▶ _EXERCISE DESCRIPTION_
Please set the lines down again exactly, from the top of the entries through the line that contains "const MAPS_URL_MARKER: &str".

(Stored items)
BEGIN

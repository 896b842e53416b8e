use std::time::Duration;

use serde_json::Value;
use tokio::time::Instant;
use tracing::{debug, info};

use crate::classifier::SATELLITE_MARKER;
use crate::config::DEFAULT_REGION_CODE;
use crate::errors::AppResult;
use crate::protocol::{ExtensionMessage, NotificationKind, PageStatus, ResetResponse};
use crate::rewriter::has_region_param;

const MAPS_URL_MARKER: &str = "google.com/maps";

/// How long the indicator shows "processing"; matches the rewrite delay.
pub const PROCESSING_DURATION: Duration = Duration::from_millis(2_000);
pub const ACTIVE_DURATION: Duration = Duration::from_millis(1_500);

#[derive(Clone, Copy, Debug, PartialEq, Eq)]
pub enum IndicatorPhase {
    Hidden,
    Processing,
    Active,
}

impl IndicatorPhase {
    /// Phase an indicator created `elapsed` ago is in.
    pub fn at(elapsed: Duration) -> Self {
        if elapsed < PROCESSING_DURATION {
            IndicatorPhase::Processing
        } else if elapsed < PROCESSING_DURATION + ACTIVE_DURATION {
            IndicatorPhase::Active
        } else {
            IndicatorPhase::Hidden
        }
    }

    pub fn label(&self) -> Option<&'static str> {
        match self {
            IndicatorPhase::Hidden => None,
            IndicatorPhase::Processing => Some("Processing Image Quality..."),
            IndicatorPhase::Active => Some("High Quality Images Active"),
        }
    }
}

#[derive(Clone, Debug, PartialEq, Eq)]
pub struct Notification {
    pub message: String,
    pub kind: NotificationKind,
}

/// Page-side half of the message protocol for one loaded page.
///
/// Rendering is left to the host page; this tracks what should be shown.
#[derive(Debug)]
pub struct PageAgent {
    location: String,
    indicator_since: Option<Instant>,
    indicators_shown: usize,
    last_notification: Option<Notification>,
}

impl PageAgent {
    /// Loads the agent for `location` and raises the indicator if the page
    /// is a satellite view.
    pub fn load(location: impl Into<String>) -> Self {
        let mut agent = Self {
            location: location.into(),
            indicator_since: None,
            indicators_shown: 0,
            last_notification: None,
        };
        agent.create_status_indicator();
        agent
    }

    pub fn is_satellite_view(&self) -> bool {
        self.location.contains(MAPS_URL_MARKER) && self.location.contains(SATELLITE_MARKER)
    }

    pub fn status(&self) -> PageStatus {
        PageStatus {
            is_satellite_view: self.is_satellite_view(),
            has_gl_parameter: has_region_param(&self.location, DEFAULT_REGION_CODE),
            current_url: self.location.clone(),
        }
    }

    /// Creates the indicator at most once per page load.
    pub fn create_status_indicator(&mut self) -> bool {
        if self.indicator_since.is_some() || !self.is_satellite_view() {
            return false;
        }
        self.indicator_since = Some(Instant::now());
        self.indicators_shown += 1;
        debug!(url = %self.location, "status indicator created");
        true
    }

    /// Where the indicator of this page load is on its timeline.
    pub fn indicator_phase(&self) -> IndicatorPhase {
        match self.indicator_since {
            Some(since) => IndicatorPhase::at(since.elapsed()),
            None => IndicatorPhase::Hidden,
        }
    }

    pub fn indicator_label(&self) -> Option<&'static str> {
        self.indicator_phase().label()
    }

    pub fn reset_status_indicator(&mut self) -> ResetResponse {
        self.indicator_since = None;
        self.create_status_indicator();
        ResetResponse { success: true }
    }

    pub fn show_notification(&mut self, message: String, kind: NotificationKind) {
        info!(?kind, %message, "page notification");
        self.last_notification = Some(Notification { message, kind });
    }

    /// Page unload: the next load may raise a fresh indicator.
    pub fn unload(&mut self) {
        self.indicator_since = None;
    }

    pub fn navigate(&mut self, location: impl Into<String>) {
        self.unload();
        self.location = location.into();
        self.create_status_indicator();
    }

    pub fn indicators_shown(&self) -> usize {
        self.indicators_shown
    }

    pub fn last_notification(&self) -> Option<&Notification> {
        self.last_notification.as_ref()
    }

    pub fn handle_message(&mut self, message: ExtensionMessage) -> AppResult<Option<Value>> {
        let response = match message {
            ExtensionMessage::GetPageStatus => serde_json::to_value(self.status())?,
            ExtensionMessage::ResetStatusIndicator => {
                serde_json::to_value(self.reset_status_indicator())?
            }
            ExtensionMessage::ShowNotification { message, kind } => {
                self.show_notification(message, kind);
                return Ok(None);
            }
            ExtensionMessage::FixCurrentUrl | ExtensionMessage::GetCoordinatorStatus => {
                return Ok(None)
            }
        };
        Ok(Some(response))
    }
}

END

▶ _WORKED SOLUTION_
repository 896b842e53416b8e
use std::time::Duration;

use serde_json::Value;
use tokio::time::Instant;
use tracing::{debug, info};

use crate::classifier::SATELLITE_MARKER;
use crate::config::DEFAULT_REGION_CODE;
use crate::errors::AppResult;
use crate::protocol::{ExtensionMessage, NotificationKind, PageStatus, ResetResponse};
use crate::rewriter::has_region_param;

const MAPS_URL_MARKER: &str = "google.com/maps";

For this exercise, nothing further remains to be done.